Information hidden in imaging tests could help clinicians more effectively choose the radiation therapy dose needed to kill tumors, suggests a study of more than 300 cancer patients.
The research, to be presented at the 56th annual meeting of the American Association of Physicists in Medicine (AAPM), held during July 28 to August 1, 2014, in Austin, TX, USA, is the largest study to date to use radiomics—extracting statistical data from images and other measurements—to help predict the probable progression of cancer or its response to treatment based on positron emission tomography (PET) imaging scans of patients with non-small-cell lung cancer and head and neck cancer.
“Currently, there is a one-size-fits-all process for selecting radiation therapy doses, which might be too much for some patients and not enough for others,” said Joseph Deasy, PhD, senior author of the study and chair of the department of medical physics at Memorial Sloan-Kettering Cancer Center (New York, NY, USA). “Radiomics will help us know when we can turn down the treatment intensity with confidence, knowing we can still control the disease.”
In the study, researchers performed PET scanning in 163 non-small-cell lung cancer patients and 174 head and neck cancer patients before and after treatment. They extracted a range of information from each tumor, including the intensity value of the PET image, the roughness of the image, and other information, such as how round the tumor was. In PET, the brighter an area is, the higher the intensity, revealing that the tumor is consuming a greater amount of energy from the injected radioactive glucose substitute tracer.
Comparing the data gathered from the before and after scans to how the patient fared—including whether the tumor shrank or how long the patient survived—researchers can create models that will help direct future therapy. In this study, for instance, researchers determined that lung tumors that have a higher uptake of the tracer need to be treated with a higher dose of radiation than is typically prescribed.

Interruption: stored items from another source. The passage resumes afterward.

use chrono::Utc;
use log::debug;

use super::{TamParams, TamResult, YearProjection};
use crate::constants::MAX_PROJECTION_YEARS;
use crate::errors::{CalculatorError, Result};

/// Projects a total addressable market.
///
/// Growth compounds year by year from `base_market_size`. The segmentation
/// factor, if any, is applied once to the final compounded value; the
/// per-year projections are left unsegmented.
pub fn calculate_tam(params: &TamParams) -> Result<TamResult> {
    let base = params
        .base_market_size
        .ok_or(CalculatorError::MissingInput("base_market_size"))?;
    if !base.is_finite() || base < 0.0 {
        return Err(CalculatorError::invalid(
            "base_market_size",
            format!("{} is not a non-negative number", base),
        )
        .into());
    }

    let rate = params.annual_growth_rate;
    if !rate.is_finite() || rate <= -1.0 {
        return Err(CalculatorError::invalid(
            "annual_growth_rate",
            format!("{} must be greater than -1", rate),
        )
        .into());
    }

    let years = params.projection_years;
    if years == 0 || years > MAX_PROJECTION_YEARS {
        return Err(CalculatorError::invalid(
            "projection_years",
            format!("{} is outside 1..={}", years, MAX_PROJECTION_YEARS),
        )
        .into());
    }

    let segmentation = params.segmentation_adjustment.as_ref();
    if let Some(adjustment) = segmentation {
        let factor = adjustment.factor;
        if !(factor > 0.0 && factor <= 1.0) {
            return Err(CalculatorError::invalid(
                "segmentation_factor",
                format!("{} is outside (0, 1]", factor),
            )
            .into());
        }
    }

    let mut size = base;
    let mut projections = Vec::with_capacity(years as usize);
    for year in 1..=years {
        size *= 1.0 + rate;
        projections.push(YearProjection { year, value: size });
    }

    let final_tam = segmentation.map_or(size, |adjustment| size * adjustment.factor);

    let mut assumptions = vec![
        format!("Base market size of {:.0}", base),
        format!(
            "Annual growth rate of {:.2}% compounded over {} years",
            rate * 100.0,
            years
        ),
    ];
    if let Some(adjustment) = segmentation {
        let mut line = format!(
            "Segmentation factor of {} applied to the final year",
            adjustment.factor
        );
        if let Some(rationale) = adjustment.rationale.as_deref().filter(|r| !r.trim().is_empty()) {
            line.push_str(&format!(": {}", rationale.trim()));
        }
        assumptions.push(line);
    }

    debug!(
        "TAM: base {} at {} over {} years -> {}",
        base, rate, years, final_tam
    );

    Ok(TamResult {
        base_market_size: base,
        final_tam,
        annual_growth_rate: rate,
        cagr: rate,
        projection_years: years,
        segmentation_factor: segmentation.map(|a| a.factor),
        projections,
        assumptions,
        calculated_at: Utc::now(),
    })
}
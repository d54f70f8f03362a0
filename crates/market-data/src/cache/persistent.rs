//! Memory cache with a best-effort JSON snapshot on disk.

use std::path::{Path, PathBuf};
use std::sync::Arc;

use async_trait::async_trait;
use log::{debug, info, warn};
use serde::de::DeserializeOwned;
use serde::Serialize;
use tokio::sync::Mutex;

use super::{CacheEntry, CachePolicy, CacheStats, Clock, KeyPattern, MemoryCache, OutcomeCache};
use crate::errors::CacheError;
use crate::models::Outcome;

/// Outcome cache that survives restarts.
///
/// Memory is authoritative. After every write the live entries are written
/// to `path` as a JSON array; a failed snapshot is logged and otherwise
/// ignored, so disk trouble never blocks or fails a `set`.
pub struct PersistentCache<T> {
    memory: MemoryCache<T>,
    path: PathBuf,
    write_lock: Mutex<()>,
}

impl<T> PersistentCache<T>
where
    T: Clone + Send + Sync + Serialize + DeserializeOwned + 'static,
{
    /// Opens the cache, restoring live entries from `path` when it exists.
    pub async fn open(
        path: impl Into<PathBuf>,
        policy: CachePolicy,
        clock: Arc<dyn Clock>,
    ) -> Self {
        let path = path.into();
        let memory = MemoryCache::with_clock(policy, clock);

        match Self::read_snapshot(&path).await {
            Ok(Some(entries)) => {
                let total = entries.len();
                let restored = entries
                    .into_iter()
                    .filter(|e| memory.insert_entry(e.clone()))
                    .count();
                info!(
                    "Restored {} of {} cache entries from {}",
                    restored,
                    total,
                    path.display()
                );
            }
            Ok(None) => debug!("No cache snapshot at {}", path.display()),
            Err(e) => warn!(
                "Ignoring unreadable cache snapshot {}: {}",
                path.display(),
                e
            ),
        }

        Self {
            memory,
            path,
            write_lock: Mutex::new(()),
        }
    }

    pub fn path(&self) -> &Path {
        &self.path
    }

    async fn read_snapshot(path: &Path) -> Result<Option<Vec<CacheEntry<T>>>, CacheError> {
        match tokio::fs::read(path).await {
            Ok(bytes) => Ok(Some(serde_json::from_slice(&bytes)?)),
            Err(e) if e.kind() == std::io::ErrorKind::NotFound => Ok(None),
            Err(e) => Err(e.into()),
        }
    }

    /// Writes the live entries to disk via a temp file and rename.
    pub async fn flush(&self) -> Result<(), CacheError> {
        let _guard = self.write_lock.lock().await;
        let bytes = serde_json::to_vec(&self.memory.live_entries())?;

        if let Some(parent) = self.path.parent() {
            if !parent.as_os_str().is_empty() {
                tokio::fs::create_dir_all(parent).await?;
            }
        }
        let tmp = self.path.with_extension("tmp");
        tokio::fs::write(&tmp, bytes).await?;
        tokio::fs::rename(&tmp, &self.path).await?;
        Ok(())
    }

    async fn persist(&self) {
        if let Err(e) = self.flush().await {
            warn!(
                "Cache snapshot to {} failed, continuing in memory: {}",
                self.path.display(),
                e
            );
        }
    }
}

#[async_trait]
impl<T> OutcomeCache<T> for PersistentCache<T>
where
    T: Clone + Send + Sync + Serialize + DeserializeOwned + 'static,
{
    async fn get_entry(&self, key: &str) -> Option<CacheEntry<T>> {
        self.memory.lookup(key)
    }

    async fn set(&self, key: &str, value: Option<T>, outcome: Outcome) -> Option<CacheEntry<T>> {
        let stored = self.memory.store(key, value, outcome);
        if stored.is_some() {
            self.persist().await;
        }
        stored
    }

    async fn invalidate(&self, pattern: &str) -> usize {
        let removed = self.memory.remove_matching(&KeyPattern::parse(pattern));
        if removed > 0 {
            self.persist().await;
        }
        removed
    }

    async fn purge_expired(&self) -> usize {
        let removed = self.memory.remove_expired();
        if removed > 0 {
            self.persist().await;
        }
        removed
    }

    fn stats(&self) -> CacheStats {
        self.memory.live_stats()
    }

    fn policy(&self) -> &CachePolicy {
        self.memory.policy()
    }
}

#[cfg(test)]
mod tests {
    use super::*;
    use crate::cache::ManualClock;
    use std::time::Duration;

    #[tokio::test]
    async fn test_entries_survive_reopen() {
        let dir = tempfile::tempdir().unwrap();
        let path = dir.path().join("cache.json");
        let clock = Arc::new(ManualClock::default());

        let cache: PersistentCache<f64> =
            PersistentCache::open(&path, CachePolicy::default(), clock.clone()).await;
        cache.set("census:market_size:a", Some(9.5), Outcome::Success).await;
        cache.set("fred:economic_series:b", None, Outcome::ConfirmedNoData).await;
        drop(cache);

        let reopened: PersistentCache<f64> =
            PersistentCache::open(&path, CachePolicy::default(), clock.clone()).await;
        assert_eq!(reopened.get("census:market_size:a").await, Some(9.5));
        let entry = reopened.get_entry("fred:economic_series:b").await.unwrap();
        assert_eq!(entry.outcome, Outcome::ConfirmedNoData);
    }

    #[tokio::test]
    async fn test_expired_entries_are_not_restored() {
        let dir = tempfile::tempdir().unwrap();
        let path = dir.path().join("cache.json");
        let clock = Arc::new(ManualClock::default());

        let cache: PersistentCache<f64> =
            PersistentCache::open(&path, CachePolicy::default(), clock.clone()).await;
        cache.set("short", None, Outcome::RateLimited).await;
        cache.set("long", Some(1.0), Outcome::Success).await;
        drop(cache);

        clock.advance(Duration::from_secs(61));
        let reopened: PersistentCache<f64> =
            PersistentCache::open(&path, CachePolicy::default(), clock.clone()).await;
        assert!(reopened.get_entry("short").await.is_none());
        assert_eq!(reopened.get("long").await, Some(1.0));
        assert_eq!(reopened.stats().total(), 1);
    }

    #[tokio::test]
    async fn test_write_failure_does_not_block_memory() {
        let dir = tempfile::tempdir().unwrap();
        // A directory where the snapshot file should be makes every write fail.
        let path = dir.path().join("blocked");
        std::fs::create_dir_all(path.join("cache.json")).unwrap();
        let path = path.join("cache.json");

        let cache: PersistentCache<f64> =
            PersistentCache::open(&path, CachePolicy::default(), Arc::new(ManualClock::default()))
                .await;
        let stored = cache.set("k", Some(3.0), Outcome::Success).await;

        assert!(stored.is_some());
        assert_eq!(cache.get("k").await, Some(3.0));
        assert!(cache.flush().await.is_err());
    }

    #[tokio::test]
    async fn test_corrupt_snapshot_starts_empty() {
        let dir = tempfile::tempdir().unwrap();
        let path = dir.path().join("cache.json");
        std::fs::write(&path, b"{not json").unwrap();

        let cache: PersistentCache<f64> =
            PersistentCache::open(&path, CachePolicy::default(), Arc::new(ManualClock::default()))
                .await;
        assert_eq!(cache.stats().total(), 0);

        cache.set("k", Some(1.0), Outcome::Success).await;
        let raw = std::fs::read_to_string(&path).unwrap();
        assert!(raw.contains("\"k\""));
    }

    #[tokio::test]
    async fn test_invalidate_rewrites_snapshot() {
        let dir = tempfile::tempdir().unwrap();
        let path = dir.path().join("cache.json");
        let clock = Arc::new(ManualClock::default());

        let cache: PersistentCache<f64> =
            PersistentCache::open(&path, CachePolicy::default(), clock.clone()).await;
        cache.set("fred:a", Some(1.0), Outcome::Success).await;
        cache.set("bls:a", Some(2.0), Outcome::Success).await;
        assert_eq!(cache.invalidate("fred:").await, 1);
        drop(cache);

        let reopened: PersistentCache<f64> =
            PersistentCache::open(&path, CachePolicy::default(), clock).await;
        assert!(reopened.get("fred:a").await.is_none());
        assert_eq!(reopened.get("bls:a").await, Some(2.0));
    }
}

“Standard protocol today is to only use PET imaging to define the extent of a tumor to be treated,” said Dr. Deasy. “Based on the information from this study, the data would be extracted from those images and put into models that would tell the physician what dose was required to kill the tumor with a high probability.” He noted that radiomics is a team effort that requires good collaboration between physicians, physicists, and computer scientists.